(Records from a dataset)

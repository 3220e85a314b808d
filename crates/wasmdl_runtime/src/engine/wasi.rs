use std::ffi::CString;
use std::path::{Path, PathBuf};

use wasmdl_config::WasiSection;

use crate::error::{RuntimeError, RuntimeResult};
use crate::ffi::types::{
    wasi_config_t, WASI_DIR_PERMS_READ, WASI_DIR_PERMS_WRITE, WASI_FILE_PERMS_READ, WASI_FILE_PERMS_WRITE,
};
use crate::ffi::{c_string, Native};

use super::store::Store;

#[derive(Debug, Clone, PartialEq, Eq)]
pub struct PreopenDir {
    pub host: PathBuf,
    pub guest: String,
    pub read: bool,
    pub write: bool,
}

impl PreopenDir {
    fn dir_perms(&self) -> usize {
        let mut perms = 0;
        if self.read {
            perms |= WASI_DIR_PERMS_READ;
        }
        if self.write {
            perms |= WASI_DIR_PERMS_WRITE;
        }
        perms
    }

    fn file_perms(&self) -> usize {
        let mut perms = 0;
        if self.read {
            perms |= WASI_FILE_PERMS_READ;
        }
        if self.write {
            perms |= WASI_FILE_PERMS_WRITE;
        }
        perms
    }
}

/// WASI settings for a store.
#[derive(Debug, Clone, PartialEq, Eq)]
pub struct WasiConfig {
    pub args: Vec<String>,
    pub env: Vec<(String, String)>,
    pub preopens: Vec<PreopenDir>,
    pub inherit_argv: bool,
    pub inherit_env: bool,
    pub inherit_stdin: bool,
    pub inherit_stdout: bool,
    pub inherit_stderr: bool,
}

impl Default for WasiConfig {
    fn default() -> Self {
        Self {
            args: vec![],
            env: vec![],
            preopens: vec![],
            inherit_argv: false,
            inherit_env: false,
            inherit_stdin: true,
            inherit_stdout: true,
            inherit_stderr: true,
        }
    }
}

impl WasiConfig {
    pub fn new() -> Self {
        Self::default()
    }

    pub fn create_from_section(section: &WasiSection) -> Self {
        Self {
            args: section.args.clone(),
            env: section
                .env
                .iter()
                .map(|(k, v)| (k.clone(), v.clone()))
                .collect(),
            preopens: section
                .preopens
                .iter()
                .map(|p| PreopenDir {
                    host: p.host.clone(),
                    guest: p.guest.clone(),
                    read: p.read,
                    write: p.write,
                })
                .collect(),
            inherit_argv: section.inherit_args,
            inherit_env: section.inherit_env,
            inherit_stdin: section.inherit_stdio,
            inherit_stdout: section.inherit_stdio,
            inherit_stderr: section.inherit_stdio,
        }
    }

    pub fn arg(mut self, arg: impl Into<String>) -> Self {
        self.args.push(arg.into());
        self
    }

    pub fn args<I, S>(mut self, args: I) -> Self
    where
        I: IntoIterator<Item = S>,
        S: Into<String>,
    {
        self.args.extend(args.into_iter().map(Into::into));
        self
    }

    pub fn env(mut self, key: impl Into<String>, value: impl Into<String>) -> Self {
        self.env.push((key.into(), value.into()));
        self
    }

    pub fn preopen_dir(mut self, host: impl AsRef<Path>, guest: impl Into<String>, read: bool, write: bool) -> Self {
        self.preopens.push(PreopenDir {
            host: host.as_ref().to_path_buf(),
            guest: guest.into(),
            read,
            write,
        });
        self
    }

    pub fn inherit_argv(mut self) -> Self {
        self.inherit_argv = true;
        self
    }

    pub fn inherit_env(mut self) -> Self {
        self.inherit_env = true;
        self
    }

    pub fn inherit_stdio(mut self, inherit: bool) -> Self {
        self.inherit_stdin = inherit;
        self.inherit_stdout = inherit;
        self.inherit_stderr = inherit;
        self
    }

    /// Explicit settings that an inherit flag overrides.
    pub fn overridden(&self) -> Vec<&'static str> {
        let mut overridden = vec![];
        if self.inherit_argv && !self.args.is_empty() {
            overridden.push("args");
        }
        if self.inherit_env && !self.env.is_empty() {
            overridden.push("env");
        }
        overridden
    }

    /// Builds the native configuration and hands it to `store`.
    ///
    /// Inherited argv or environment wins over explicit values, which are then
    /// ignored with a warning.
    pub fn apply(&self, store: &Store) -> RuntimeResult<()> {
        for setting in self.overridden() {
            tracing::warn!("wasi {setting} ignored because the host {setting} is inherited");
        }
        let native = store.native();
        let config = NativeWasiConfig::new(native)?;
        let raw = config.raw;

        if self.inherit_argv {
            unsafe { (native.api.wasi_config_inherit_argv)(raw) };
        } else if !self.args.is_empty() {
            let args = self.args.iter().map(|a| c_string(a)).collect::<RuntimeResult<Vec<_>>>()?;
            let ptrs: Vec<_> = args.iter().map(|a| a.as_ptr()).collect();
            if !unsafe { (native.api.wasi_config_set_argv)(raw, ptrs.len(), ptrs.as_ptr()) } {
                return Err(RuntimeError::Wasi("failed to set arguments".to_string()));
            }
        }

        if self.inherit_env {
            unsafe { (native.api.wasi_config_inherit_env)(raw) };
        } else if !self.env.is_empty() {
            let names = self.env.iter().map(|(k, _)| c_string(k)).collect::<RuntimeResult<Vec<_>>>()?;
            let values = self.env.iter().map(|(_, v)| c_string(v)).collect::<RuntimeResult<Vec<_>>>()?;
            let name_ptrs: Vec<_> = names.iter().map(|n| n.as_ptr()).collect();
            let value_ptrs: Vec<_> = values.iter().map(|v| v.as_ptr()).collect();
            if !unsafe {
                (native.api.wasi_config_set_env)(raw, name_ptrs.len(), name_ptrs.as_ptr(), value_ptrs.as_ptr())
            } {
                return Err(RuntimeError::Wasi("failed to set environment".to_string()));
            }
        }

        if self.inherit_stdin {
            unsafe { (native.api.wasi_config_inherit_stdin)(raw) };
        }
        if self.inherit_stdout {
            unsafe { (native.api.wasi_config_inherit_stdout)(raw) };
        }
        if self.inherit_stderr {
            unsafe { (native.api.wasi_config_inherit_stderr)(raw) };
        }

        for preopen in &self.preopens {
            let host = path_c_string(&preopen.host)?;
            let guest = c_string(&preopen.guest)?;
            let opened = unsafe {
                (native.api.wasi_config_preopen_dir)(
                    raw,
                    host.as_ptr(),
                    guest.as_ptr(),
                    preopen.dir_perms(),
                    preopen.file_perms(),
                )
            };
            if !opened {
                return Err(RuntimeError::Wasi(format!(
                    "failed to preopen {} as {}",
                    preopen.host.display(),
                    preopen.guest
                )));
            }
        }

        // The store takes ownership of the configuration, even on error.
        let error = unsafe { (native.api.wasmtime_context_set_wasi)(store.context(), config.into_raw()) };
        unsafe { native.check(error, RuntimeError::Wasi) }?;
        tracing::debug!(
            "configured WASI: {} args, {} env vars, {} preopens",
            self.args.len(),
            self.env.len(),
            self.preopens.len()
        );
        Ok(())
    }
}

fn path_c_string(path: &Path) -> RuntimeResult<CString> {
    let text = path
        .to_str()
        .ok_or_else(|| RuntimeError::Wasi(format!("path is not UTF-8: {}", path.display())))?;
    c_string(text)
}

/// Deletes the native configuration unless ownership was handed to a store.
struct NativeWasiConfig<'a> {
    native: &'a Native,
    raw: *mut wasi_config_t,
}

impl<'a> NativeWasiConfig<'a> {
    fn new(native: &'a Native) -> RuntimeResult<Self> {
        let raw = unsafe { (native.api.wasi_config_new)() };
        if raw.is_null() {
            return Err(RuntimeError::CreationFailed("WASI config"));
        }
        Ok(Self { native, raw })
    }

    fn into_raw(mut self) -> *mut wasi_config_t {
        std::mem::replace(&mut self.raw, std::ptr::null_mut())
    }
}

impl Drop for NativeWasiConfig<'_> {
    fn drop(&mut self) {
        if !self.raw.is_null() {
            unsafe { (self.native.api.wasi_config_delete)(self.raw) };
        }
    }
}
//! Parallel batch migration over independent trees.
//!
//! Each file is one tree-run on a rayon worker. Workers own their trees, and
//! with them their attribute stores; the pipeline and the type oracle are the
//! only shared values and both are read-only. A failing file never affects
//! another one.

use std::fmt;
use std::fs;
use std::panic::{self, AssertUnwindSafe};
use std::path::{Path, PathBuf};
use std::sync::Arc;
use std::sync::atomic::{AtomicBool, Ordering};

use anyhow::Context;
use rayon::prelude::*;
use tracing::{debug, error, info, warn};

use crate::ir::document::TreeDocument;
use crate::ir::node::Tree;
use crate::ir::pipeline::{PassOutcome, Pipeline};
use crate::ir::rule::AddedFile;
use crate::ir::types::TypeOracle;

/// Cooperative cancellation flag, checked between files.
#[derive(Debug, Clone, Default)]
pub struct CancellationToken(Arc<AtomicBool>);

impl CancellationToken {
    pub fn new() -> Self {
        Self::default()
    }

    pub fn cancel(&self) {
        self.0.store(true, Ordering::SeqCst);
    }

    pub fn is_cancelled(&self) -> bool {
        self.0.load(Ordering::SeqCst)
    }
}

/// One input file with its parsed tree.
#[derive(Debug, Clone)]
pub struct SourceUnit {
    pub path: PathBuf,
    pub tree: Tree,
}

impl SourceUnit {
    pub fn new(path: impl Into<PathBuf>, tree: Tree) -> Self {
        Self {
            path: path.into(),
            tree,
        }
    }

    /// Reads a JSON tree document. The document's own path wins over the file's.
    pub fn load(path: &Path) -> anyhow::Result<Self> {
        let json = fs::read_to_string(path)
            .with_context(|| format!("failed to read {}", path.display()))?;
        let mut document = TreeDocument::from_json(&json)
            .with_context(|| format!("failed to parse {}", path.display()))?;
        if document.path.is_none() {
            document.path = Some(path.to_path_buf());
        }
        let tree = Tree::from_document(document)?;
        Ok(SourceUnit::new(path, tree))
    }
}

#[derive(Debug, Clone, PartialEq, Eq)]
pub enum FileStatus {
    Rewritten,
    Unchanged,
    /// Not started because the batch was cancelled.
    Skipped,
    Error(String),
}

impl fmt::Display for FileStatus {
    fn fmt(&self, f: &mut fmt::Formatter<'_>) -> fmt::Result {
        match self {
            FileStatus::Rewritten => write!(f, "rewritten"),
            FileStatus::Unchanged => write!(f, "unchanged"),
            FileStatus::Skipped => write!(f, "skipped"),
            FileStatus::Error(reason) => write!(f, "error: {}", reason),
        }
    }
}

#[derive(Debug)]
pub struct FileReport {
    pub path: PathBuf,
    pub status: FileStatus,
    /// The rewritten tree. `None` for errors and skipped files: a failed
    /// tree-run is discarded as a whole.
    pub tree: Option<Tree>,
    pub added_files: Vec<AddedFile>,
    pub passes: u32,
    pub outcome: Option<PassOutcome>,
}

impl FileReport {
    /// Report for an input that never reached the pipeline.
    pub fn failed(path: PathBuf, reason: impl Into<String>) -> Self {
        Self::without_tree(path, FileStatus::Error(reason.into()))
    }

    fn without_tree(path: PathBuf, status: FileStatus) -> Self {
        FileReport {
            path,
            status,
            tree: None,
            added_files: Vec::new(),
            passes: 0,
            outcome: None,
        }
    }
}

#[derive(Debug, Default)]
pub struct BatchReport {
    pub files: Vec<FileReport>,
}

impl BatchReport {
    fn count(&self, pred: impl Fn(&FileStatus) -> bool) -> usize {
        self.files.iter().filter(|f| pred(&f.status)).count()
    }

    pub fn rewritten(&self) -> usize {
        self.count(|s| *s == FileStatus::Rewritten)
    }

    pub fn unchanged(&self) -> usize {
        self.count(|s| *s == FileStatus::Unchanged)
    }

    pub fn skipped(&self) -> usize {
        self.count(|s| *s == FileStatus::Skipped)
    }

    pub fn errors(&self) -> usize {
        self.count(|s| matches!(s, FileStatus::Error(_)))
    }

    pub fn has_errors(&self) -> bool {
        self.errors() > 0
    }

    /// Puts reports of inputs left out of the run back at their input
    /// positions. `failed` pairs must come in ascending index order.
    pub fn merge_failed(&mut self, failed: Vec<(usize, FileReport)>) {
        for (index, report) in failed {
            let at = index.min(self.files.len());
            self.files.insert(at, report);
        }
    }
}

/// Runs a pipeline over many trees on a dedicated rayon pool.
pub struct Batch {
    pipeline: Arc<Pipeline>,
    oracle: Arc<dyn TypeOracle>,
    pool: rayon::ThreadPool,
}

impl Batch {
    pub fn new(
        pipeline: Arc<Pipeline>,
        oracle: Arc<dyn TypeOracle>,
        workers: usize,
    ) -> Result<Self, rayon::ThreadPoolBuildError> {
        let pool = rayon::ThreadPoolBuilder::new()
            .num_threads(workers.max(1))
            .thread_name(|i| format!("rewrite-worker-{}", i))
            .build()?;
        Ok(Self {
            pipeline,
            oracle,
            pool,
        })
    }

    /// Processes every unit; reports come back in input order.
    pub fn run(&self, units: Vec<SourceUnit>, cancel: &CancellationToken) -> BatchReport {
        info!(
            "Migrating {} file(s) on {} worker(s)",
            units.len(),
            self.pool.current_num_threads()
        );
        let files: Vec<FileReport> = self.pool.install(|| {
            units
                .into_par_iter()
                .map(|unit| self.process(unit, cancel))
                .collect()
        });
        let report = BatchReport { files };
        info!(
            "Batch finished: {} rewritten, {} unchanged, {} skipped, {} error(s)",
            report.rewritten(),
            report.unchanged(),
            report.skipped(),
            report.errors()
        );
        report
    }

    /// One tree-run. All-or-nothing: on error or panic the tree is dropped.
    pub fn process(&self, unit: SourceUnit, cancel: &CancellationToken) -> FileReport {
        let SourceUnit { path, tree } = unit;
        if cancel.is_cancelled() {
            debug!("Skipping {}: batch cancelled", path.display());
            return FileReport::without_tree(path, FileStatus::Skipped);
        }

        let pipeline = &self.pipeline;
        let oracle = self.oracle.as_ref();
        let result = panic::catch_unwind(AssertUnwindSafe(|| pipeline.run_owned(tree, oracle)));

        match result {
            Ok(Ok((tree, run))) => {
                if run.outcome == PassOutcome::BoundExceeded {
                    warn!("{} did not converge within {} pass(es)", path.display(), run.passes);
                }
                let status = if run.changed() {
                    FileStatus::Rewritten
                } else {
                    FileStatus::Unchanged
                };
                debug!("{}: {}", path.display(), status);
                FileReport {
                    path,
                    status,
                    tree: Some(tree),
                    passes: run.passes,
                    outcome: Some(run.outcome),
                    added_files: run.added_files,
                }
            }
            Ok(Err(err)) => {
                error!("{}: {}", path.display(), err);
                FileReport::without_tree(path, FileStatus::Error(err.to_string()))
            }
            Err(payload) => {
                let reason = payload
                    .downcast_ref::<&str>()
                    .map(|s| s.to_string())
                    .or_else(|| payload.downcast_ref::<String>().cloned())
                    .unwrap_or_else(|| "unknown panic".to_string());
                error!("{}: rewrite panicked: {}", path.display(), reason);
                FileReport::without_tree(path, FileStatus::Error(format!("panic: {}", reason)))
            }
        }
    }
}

Exercise — Once a line of the records is found to contain "rayon", copy it out.

Answer space —
//! Each file is one tree-run on a rayon worker. Workers own their trees, and
use rayon::prelude::*;
/// Runs a pipeline over many trees on a dedicated rayon pool.
    pool: rayon::ThreadPool,
    ) -> Result<Self, rayon::ThreadPoolBuildError> {
        let pool = rayon::ThreadPoolBuilder::new()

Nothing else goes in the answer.